Future of the LMS


I have just posted on the Save the LMS blog. I will repeat it here. A little bit of back story. Towards the end of last year the leaderships of the London Mathematical Society (LMS) and the Institute of Mathematics and its Applications (IMA) announced they would be merging to form a unified mathematics society. This was the first that I had heard (as an LMS member), but I will admit that I often do not follow these things closely.  This year a movement formed within the LMS to vote against the merger, eventually being sucessful at a second SGM, you can read notes on the meeting here and here.

Now for my thoughts on what happened and what needs to happen:

I am a younger mathematician and a proud member of the LMS.  My initial feeling on hearing of the merger was a slight sadness at the loss of tradition, with an acceptance that things sometimes have to change. Perhaps at this moment mathematics might be better served by a single organisation. To close something that has survived a long time, however, requires a higher level of argument. One should be convinced that it will never be of use. Not that it is the preferred tactical option, in the current situation. Though many good arguments were made for the merger they did not convince me to this high standard and so I voted against.

At this stage the debate was still quite reasonable. Through the referendum and the two meetings however something has gone horribly wrong.  I am going to be blunt. One of the key points in this debate is how best to present mathematics to government. If we try to do that with the blinkered and unsubtle approaches that appeared in some of this debate we are in trouble.

It is true that mathematics needs representation, but we should think about why that is. Is it because we want to keep nice cushy jobs playing with puzzles?  Or is it because we feel that mathematics is of value to society and humanity? If it is the second then we should be careful about changing. Especially to accommodate what we think outside voices might want. Instead we should have faith in the value of what we have, but get as many voices as possible selling it. I wrote in the IMA’s Mathematics Today about the responsibility mathematicians have to take our skills into wider science.  There are currently far many more exciting opportunities for mathematics than there are dangers.

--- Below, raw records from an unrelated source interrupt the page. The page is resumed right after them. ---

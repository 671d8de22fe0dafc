//! UseCase: 参加者接続処理
//!
//! 接続 ID を払い出し、送信チャンネルを MessagePusher に登録してから
//! ルームに参加させる。登録を先に行うことで、ブロードキャストのスナップショットに
//! チャンネル未登録のメンバーが現れないようにしている。

use std::sync::Arc;

use crate::domain::{ConnectionId, MessagePusher, PusherChannel, RoomName, RoomRepository};

/// 参加者接続のユースケース
pub struct ConnectParticipantUseCase {
    /// Repository（データアクセス層の抽象化）
    repository: Arc<dyn RoomRepository>,
    /// MessagePusher（メッセージ通知の抽象化）
    message_pusher: Arc<dyn MessagePusher>,
}

impl ConnectParticipantUseCase {
    /// 新しい ConnectParticipantUseCase を作成
    pub fn new(
        repository: Arc<dyn RoomRepository>,
        message_pusher: Arc<dyn MessagePusher>,
    ) -> Self {
        Self {
            repository,
            message_pusher,
        }
    }

    /// 参加者接続を実行
    ///
    /// # Arguments
    ///
    /// * `room` - 参加するルーム
    /// * `sender` - クライアントへのメッセージ送信用チャンネル
    ///
    /// # Returns
    ///
    /// 払い出した接続 ID
    pub async fn execute(&self, room: &RoomName, sender: PusherChannel) -> ConnectionId {
        let connection_id = ConnectionId::generate();

        // 1. MessagePusher に送信チャンネルを登録
        self.message_pusher
            .register_client(connection_id, sender)
            .await;

        // 2. ルームに参加（ルームが無ければ作成される）
        self.repository.join(room, connection_id).await;

        connection_id
    }
}

#[cfg(test)]
mod tests {
    use super::*;
    use crate::{
        domain::message_pusher::MockMessagePusher,
        infrastructure::{
            message_pusher::WebSocketMessagePusher, repository::InMemoryRoomRepository,
        },
    };
    use tokio::sync::mpsc;

    fn lobby() -> RoomName {
        RoomName::new("lobby".to_string()).unwrap()
    }

    #[tokio::test]
    async fn test_connect_participant_joins_room() {
        // テスト項目: 接続するとルームのメンバーに追加される
        // given (前提条件):
        let repository = Arc::new(InMemoryRoomRepository::new());
        let message_pusher = Arc::new(WebSocketMessagePusher::new());
        let usecase = ConnectParticipantUseCase::new(repository.clone(), message_pusher.clone());

        // when (操作):
        let (tx, _rx) = mpsc::unbounded_channel();
        let connection_id = usecase.execute(&lobby(), tx).await;

        // then (期待する結果):
        assert_eq!(repository.members(&lobby()).await, vec![connection_id]);
        assert_eq!(message_pusher.count_clients().await, 1);
    }

    #[tokio::test]
    async fn test_connect_participant_assigns_unique_ids() {
        // テスト項目: 同じルームに 2 回接続すると異なる接続 ID が払い出される
        // given (前提条件):
        let repository = Arc::new(InMemoryRoomRepository::new());
        let usecase =
            ConnectParticipantUseCase::new(repository.clone(), Arc::new(WebSocketMessagePusher::new()));

        // when (操作):
        let (tx1, _rx1) = mpsc::unbounded_channel();
        let (tx2, _rx2) = mpsc::unbounded_channel();
        let first = usecase.execute(&lobby(), tx1).await;
        let second = usecase.execute(&lobby(), tx2).await;

        // then (期待する結果):
        assert_ne!(first, second);
        assert_eq!(repository.members(&lobby()).await.len(), 2);
    }

    #[tokio::test]
    async fn test_connect_participant_registers_channel_with_pusher() {
        // テスト項目: 払い出した接続 ID で MessagePusher に登録される
        // given (前提条件):
        let repository = Arc::new(InMemoryRoomRepository::new());
        let mut message_pusher = MockMessagePusher::new();
        message_pusher
            .expect_register_client()
            .times(1)
            .returning(|_, _| ());
        let usecase = ConnectParticipantUseCase::new(repository.clone(), Arc::new(message_pusher));

        // when (操作):
        let (tx, _rx) = mpsc::unbounded_channel();
        let connection_id = usecase.execute(&lobby(), tx).await;

        // then (期待する結果): times(1) は drop 時に検証される
        assert!(repository.members(&lobby()).await.contains(&connection_id));
    }
}
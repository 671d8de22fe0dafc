//! InMemory Dedup Repository 実装
//!
//! `DedupKey`（ルームごと、または全体で 1 つ）ごとに `DedupCache` を保持します。
//! 判定と記録の更新は同じロックの中で行うため、ほぼ同時に届いた 2 つの重複
//! メッセージが両方とも受理されることはありません。

use std::collections::HashMap;

use async_trait::async_trait;
use tokio::sync::Mutex;

use crate::domain::{DedupCache, DedupKey, DedupRepository, DedupScope, RoomName, Timestamp};

pub struct InMemoryDedupRepository {
    scope: DedupScope,
    window_millis: i64,
    caches: Mutex<HashMap<DedupKey, DedupCache>>,
}

impl InMemoryDedupRepository {
    /// 新しい InMemoryDedupRepository を作成
    ///
    /// # Arguments
    ///
    /// * `scope` - 記録を共有する範囲
    /// * `window_millis` - 重複とみなす時間幅（ミリ秒）
    pub fn new(scope: DedupScope, window_millis: i64) -> Self {
        Self {
            scope,
            window_millis,
            caches: Mutex::new(HashMap::new()),
        }
    }

    #[cfg(test)]
    pub fn scope(&self) -> DedupScope {
        self.scope
    }
}

#[async_trait]
impl DedupRepository for InMemoryDedupRepository {
    async fn accept(&self, room: &RoomName, text: &str, received_at: Timestamp) -> bool {
        let key = self.scope.key_for(room);
        let mut caches = self.caches.lock().await;
        caches
            .entry(key)
            .or_insert_with(|| DedupCache::new(self.window_millis))
            .accept(text, received_at)
    }
}
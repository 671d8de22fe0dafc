//! WebSocket を使った MessagePusher 実装
//!
//! ## 責務
//!
//! - 接続ごとの `UnboundedSender` を管理
//! - 接続へのメッセージ送信（push_to）
//!
//! ## 設計ノート
//!
//! WebSocket の受付と sender の生成は UI 層（`ui/handler/websocket.rs`）で行われます。
//! 送信はチャンネルへの投入だけで完了し、実際の書き込みは各接続の送信タスクが行います。

use std::collections::HashMap;

use async_trait::async_trait;
use tokio::sync::Mutex;

use crate::domain::{ConnectionId, MessagePushError, MessagePusher, PusherChannel};

/// WebSocket を使った MessagePusher 実装
#[derive(Default)]
pub struct WebSocketMessagePusher {
    /// Key: 接続 ID, Value: その接続の送信タスクへのチャンネル
    clients: Mutex<HashMap<ConnectionId, PusherChannel>>,
}

impl WebSocketMessagePusher {
    /// 新しい WebSocketMessagePusher を作成
    pub fn new() -> Self {
        Self::default()
    }

    /// 登録中の接続数
    #[cfg(test)]
    pub async fn count_clients(&self) -> usize {
        self.clients.lock().await.len()
    }
}

#[async_trait]
impl MessagePusher for WebSocketMessagePusher {
    async fn register_client(&self, connection_id: ConnectionId, sender: PusherChannel) {
        let mut clients = self.clients.lock().await;
        clients.insert(connection_id, sender);
        tracing::debug!("Connection '{}' registered to MessagePusher", connection_id);
    }

    async fn unregister_client(&self, connection_id: &ConnectionId) {
        let mut clients = self.clients.lock().await;
        clients.remove(connection_id);
        tracing::debug!(
            "Connection '{}' unregistered from MessagePusher",
            connection_id
        );
    }

    async fn push_to(
        &self,
        connection_id: &ConnectionId,
        content: &str,
    ) -> Result<(), MessagePushError> {
        let clients = self.clients.lock().await;

        let Some(sender) = clients.get(connection_id) else {
            return Err(MessagePushError::ClientNotFound(connection_id.to_string()));
        };
        sender
            .send(content.to_string())
            .map_err(|e| MessagePushError::PushFailed(e.to_string()))?;
        tracing::debug!("Pushed message to connection '{}'", connection_id);
        Ok(())
    }
}

#[cfg(test)]
mod tests {
    use super::*;
    use tokio::sync::mpsc;

    #[tokio::test]
    async fn test_push_to_success() {
        // テスト項目: 登録済みの接続にメッセージを送信できる
        // given (前提条件):
        let pusher = WebSocketMessagePusher::new();
        let (tx, mut rx) = mpsc::unbounded_channel();
        let alice = ConnectionId::generate();
        pusher.register_client(alice, tx).await;

        // when (操作):
        let result = pusher.push_to(&alice, "Hello").await;

        // then (期待する結果):
        assert!(result.is_ok());
        assert_eq!(rx.recv().await, Some("Hello".to_string()));
    }

    #[tokio::test]
    async fn test_push_to_client_not_found() {
        // テスト項目: 未登録の接続への送信は ClientNotFound を返す
        // given (前提条件):
        let pusher = WebSocketMessagePusher::new();
        let nobody = ConnectionId::generate();

        // when (操作):
        let result = pusher.push_to(&nobody, "Hello").await;

        // then (期待する結果):
        assert_eq!(
            result,
            Err(MessagePushError::ClientNotFound(nobody.to_string()))
        );
    }

    #[tokio::test]
    async fn test_push_to_closed_channel_fails() {
        // テスト項目: 受信側が閉じた接続への送信は PushFailed を返す
        // given (前提条件):
        let pusher = WebSocketMessagePusher::new();
        let (tx, rx) = mpsc::unbounded_channel();
        let alice = ConnectionId::generate();
        pusher.register_client(alice, tx).await;
        drop(rx);

        // when (操作):
        let result = pusher.push_to(&alice, "Hello").await;

        // then (期待する結果):
        assert!(matches!(result, Err(MessagePushError::PushFailed(_))));
    }

    #[tokio::test]
    async fn test_unregister_client() {
        // テスト項目: 登録解除後は送信できず、チャンネルも閉じられる
        // given (前提条件):
        let pusher = WebSocketMessagePusher::new();
        let (tx, mut rx) = mpsc::unbounded_channel::<String>();
        let alice = ConnectionId::generate();
        pusher.register_client(alice, tx).await;

        // when (操作):
        pusher.unregister_client(&alice).await;

        // then (期待する結果):
        assert_eq!(pusher.count_clients().await, 0);
        assert!(pusher.push_to(&alice, "Hello").await.is_err());
        assert_eq!(rx.recv().await, None);
    }
}
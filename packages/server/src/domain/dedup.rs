//! Duplicate-suppression policy.
//!
//! A `DedupCache` remembers the last message it evaluated. A candidate is
//! rejected when its text equals the remembered text and it arrived within the
//! window. The record rolls forward on every evaluation, accepted or not, so a
//! burst of identical messages is always compared with its immediate
//! predecessor.

use std::{fmt, str::FromStr};

use super::{
    error::ValueObjectError,
    value_object::{RoomName, Timestamp},
};

/// Default suppression window in milliseconds
pub const DEFAULT_DEDUP_WINDOW_MILLIS: i64 = 5_000;

/// Last evaluated message
#[derive(Debug, Clone, PartialEq, Eq)]
pub struct CacheRecord {
    pub text: String,
    pub received_at: Timestamp,
}

#[derive(Debug, Clone)]
pub struct DedupCache {
    window_millis: i64,
    last: Option<CacheRecord>,
}

impl DedupCache {
    pub fn new(window_millis: i64) -> Self {
        Self {
            window_millis,
            last: None,
        }
    }

    /// Evaluate a candidate and record it.
    ///
    /// Returns `false` for a duplicate within the window.
    pub fn accept(&mut self, text: &str, received_at: Timestamp) -> bool {
        let accepted = match &self.last {
            Some(record) => {
                record.text != text
                    || received_at.millis_since(record.received_at) > self.window_millis
            }
            None => true,
        };

        self.last = Some(CacheRecord {
            text: text.to_string(),
            received_at,
        });

        accepted
    }

    #[cfg(test)]
    pub fn last(&self) -> Option<&CacheRecord> {
        self.last.as_ref()
    }

    #[cfg(test)]
    pub fn window_millis(&self) -> i64 {
        self.window_millis
    }
}

impl Default for DedupCache {
    fn default() -> Self {
        Self::new(DEFAULT_DEDUP_WINDOW_MILLIS)
    }
}

/// Which messages share a cache record.
#[derive(Debug, Clone, Copy, PartialEq, Eq, Default)]
pub enum DedupScope {
    /// One record per room.
    #[default]
    PerRoom,
    /// A single record shared by every room.
    Global,
}

impl DedupScope {
    /// Key of the record that messages in `room` are compared against.
    pub fn key_for(&self, room: &RoomName) -> DedupKey {
        match self {
            Self::PerRoom => DedupKey::Room(room.clone()),
            Self::Global => DedupKey::Global,
        }
    }
}

impl FromStr for DedupScope {
    type Err = ValueObjectError;

    fn from_str(s: &str) -> Result<Self, Self::Err> {
        match s {
            "room" | "per-room" => Ok(Self::PerRoom),
            "global" => Ok(Self::Global),
            other => Err(ValueObjectError::UnknownDedupScope(other.to_string())),
        }
    }
}

impl fmt::Display for DedupScope {
    fn fmt(&self, f: &mut fmt::Formatter<'_>) -> fmt::Result {
        match self {
            Self::PerRoom => f.write_str("room"),
            Self::Global => f.write_str("global"),
        }
    }
}

#[derive(Debug, Clone, PartialEq, Eq, Hash)]
pub enum DedupKey {
    Global,
    Room(RoomName),
}
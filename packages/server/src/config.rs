//! Server configuration.

use std::path::PathBuf;

use crate::domain::{DEFAULT_DEDUP_WINDOW_MILLIS, DedupScope};

/// Default host of the WebSocket chat endpoint (all interfaces)
pub const DEFAULT_CHAT_HOST: &str = "0.0.0.0";
/// Default host of the static asset / HTTP API endpoint (loopback only)
pub const DEFAULT_HTTP_HOST: &str = "127.0.0.1";
/// Default port of the WebSocket chat endpoint
pub const DEFAULT_CHAT_PORT: u16 = 8090;
/// Default port of the static asset / HTTP API endpoint
pub const DEFAULT_HTTP_PORT: u16 = 8080;

#[derive(Debug, Clone, PartialEq, Eq)]
pub struct ServerConfig {
    /// Host address the chat listener binds to
    pub host: String,
    pub chat_port: u16,
    /// Host address the static asset / HTTP API listener binds to
    pub http_host: String,
    pub http_port: u16,
    /// Directory holding `display.html` and the `.css` / `.js` assets
    pub asset_dir: PathBuf,
    pub dedup_window_millis: i64,
    pub dedup_scope: DedupScope,
}

impl Default for ServerConfig {
    fn default() -> Self {
        Self {
            host: DEFAULT_CHAT_HOST.to_string(),
            chat_port: DEFAULT_CHAT_PORT,
            http_host: DEFAULT_HTTP_HOST.to_string(),
            http_port: DEFAULT_HTTP_PORT,
            asset_dir: PathBuf::from("web"),
            dedup_window_millis: DEFAULT_DEDUP_WINDOW_MILLIS,
            dedup_scope: DedupScope::PerRoom,
        }
    }
}

impl ServerConfig {
    pub fn chat_addr(&self) -> String {
        format!("{}:{}", self.host, self.chat_port)
    }

    pub fn http_addr(&self) -> String {
        format!("{}:{}", self.http_host, self.http_port)
    }
}

#[cfg(test)]
mod tests {
    use super::*;

    #[test]
    fn test_default_config_matches_reference_ports() {
        // テスト項目: デフォルト設定はチャットが全インターフェースの 8090、HTTP がループバックの 8080、5 秒ウィンドウ
        // given (前提条件):

        // when (操作):
        let config = ServerConfig::default();

        // then (期待する結果):
        assert_eq!(config.chat_addr(), "0.0.0.0:8090");
        assert_eq!(config.http_addr(), "127.0.0.1:8080");
        assert_eq!(config.dedup_window_millis, 5_000);
        assert_eq!(config.dedup_scope, DedupScope::PerRoom);
    }

    #[test]
    fn test_listeners_bind_to_their_own_hosts() {
        // テスト項目: チャットと HTTP はそれぞれ別のホストにバインドできる
        // given (前提条件):
        let config = ServerConfig {
            host: "192.0.2.10".to_string(),
            http_host: "localhost".to_string(),
            ..ServerConfig::default()
        };

        // when (操作):
        let chat_addr = config.chat_addr();
        let http_addr = config.http_addr();

        // then (期待する結果):
        assert_eq!(chat_addr, "192.0.2.10:8090");
        assert_eq!(http_addr, "localhost:8080");
    }
}
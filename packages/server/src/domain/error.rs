//! ドメイン層のエラー定義

use thiserror::Error;

/// 値オブジェクト生成時のエラー
#[derive(Debug, Clone, PartialEq, Eq, Error)]
pub enum ValueObjectError {
    /// ルーム名が空
    #[error("Room name must not be empty")]
    EmptyRoomName,

    /// ルーム名に word 文字（英数字と `_`）以外が含まれている
    #[error("Room name '{0}' must consist of word characters only")]
    InvalidRoomName(String),

    /// 未知の dedup スコープ
    #[error("Unknown dedup scope '{0}' (expected 'room' or 'global')")]
    UnknownDedupScope(String),
}

/// 受信したチャットメッセージの解析エラー
#[derive(Debug, Error)]
pub enum MessageError {
    /// バイナリフレームが UTF-8 として解釈できない
    #[error("Payload is not valid UTF-8: {0}")]
    InvalidUtf8(#[from] std::str::Utf8Error),

    /// JSON として解析できない
    #[error("Payload is not valid JSON: {0}")]
    InvalidJson(#[from] serde_json::Error),

    /// JSON だがオブジェクトではない
    #[error("Payload must be a JSON object")]
    NotAnObject,

    /// `message` フィールドが存在しない、または文字列ではない
    #[error("Payload must contain a string 'message' field")]
    MissingMessage,
}

/// メッセージ送信（通知）のエラー
#[derive(Debug, Clone, PartialEq, Eq, Error)]
pub enum MessagePushError {
    /// 送信先のコネクションが登録されていない
    #[error("Connection '{0}' is not registered")]
    ClientNotFound(String),

    /// チャンネルへの送信に失敗（受信側が既に閉じている）
    #[error("Failed to push message: {0}")]
    PushFailed(String),
}
//! MessagePusher trait 定義
//!
//! 接続中のクライアントへメッセージを届けるためのインターフェース。
//! 具体的な実装（WebSocket）は Infrastructure 層が提供します。

use async_trait::async_trait;
use tokio::sync::mpsc;

use super::{error::MessagePushError, value_object::ConnectionId};

/// クライアントの送信タスクへ繋がるチャンネル
pub type PusherChannel = mpsc::UnboundedSender<String>;

#[cfg_attr(test, mockall::automock)]
#[async_trait]
pub trait MessagePusher: Send + Sync {
    /// 接続の送信チャンネルを登録
    async fn register_client(&self, connection_id: ConnectionId, sender: PusherChannel);

    /// 接続の送信チャンネルを登録解除（未登録なら何もしない）
    async fn unregister_client(&self, connection_id: &ConnectionId);

    /// 特定の接続へメッセージを送信
    ///
    /// 送信はチャンネルへの投入のみで、相手の受信完了は待たない。
    async fn push_to(
        &self,
        connection_id: &ConnectionId,
        content: &str,
    ) -> Result<(), MessagePushError>;
}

This goes beyond talking to academics in other departments, however. Below all the hype of the internet it is slowly changing the way we communicate.  Nobody knows exactly how this will work out, but it is likely to lead to wider participation. This decentralisation of information will reduce the importance of central voices talking to the “right” people. We need to be careful not to be fighting the old battles. The more people who know the importance of mathematics the better. To achieve this we do not need one unified big voice, we need one million small voices.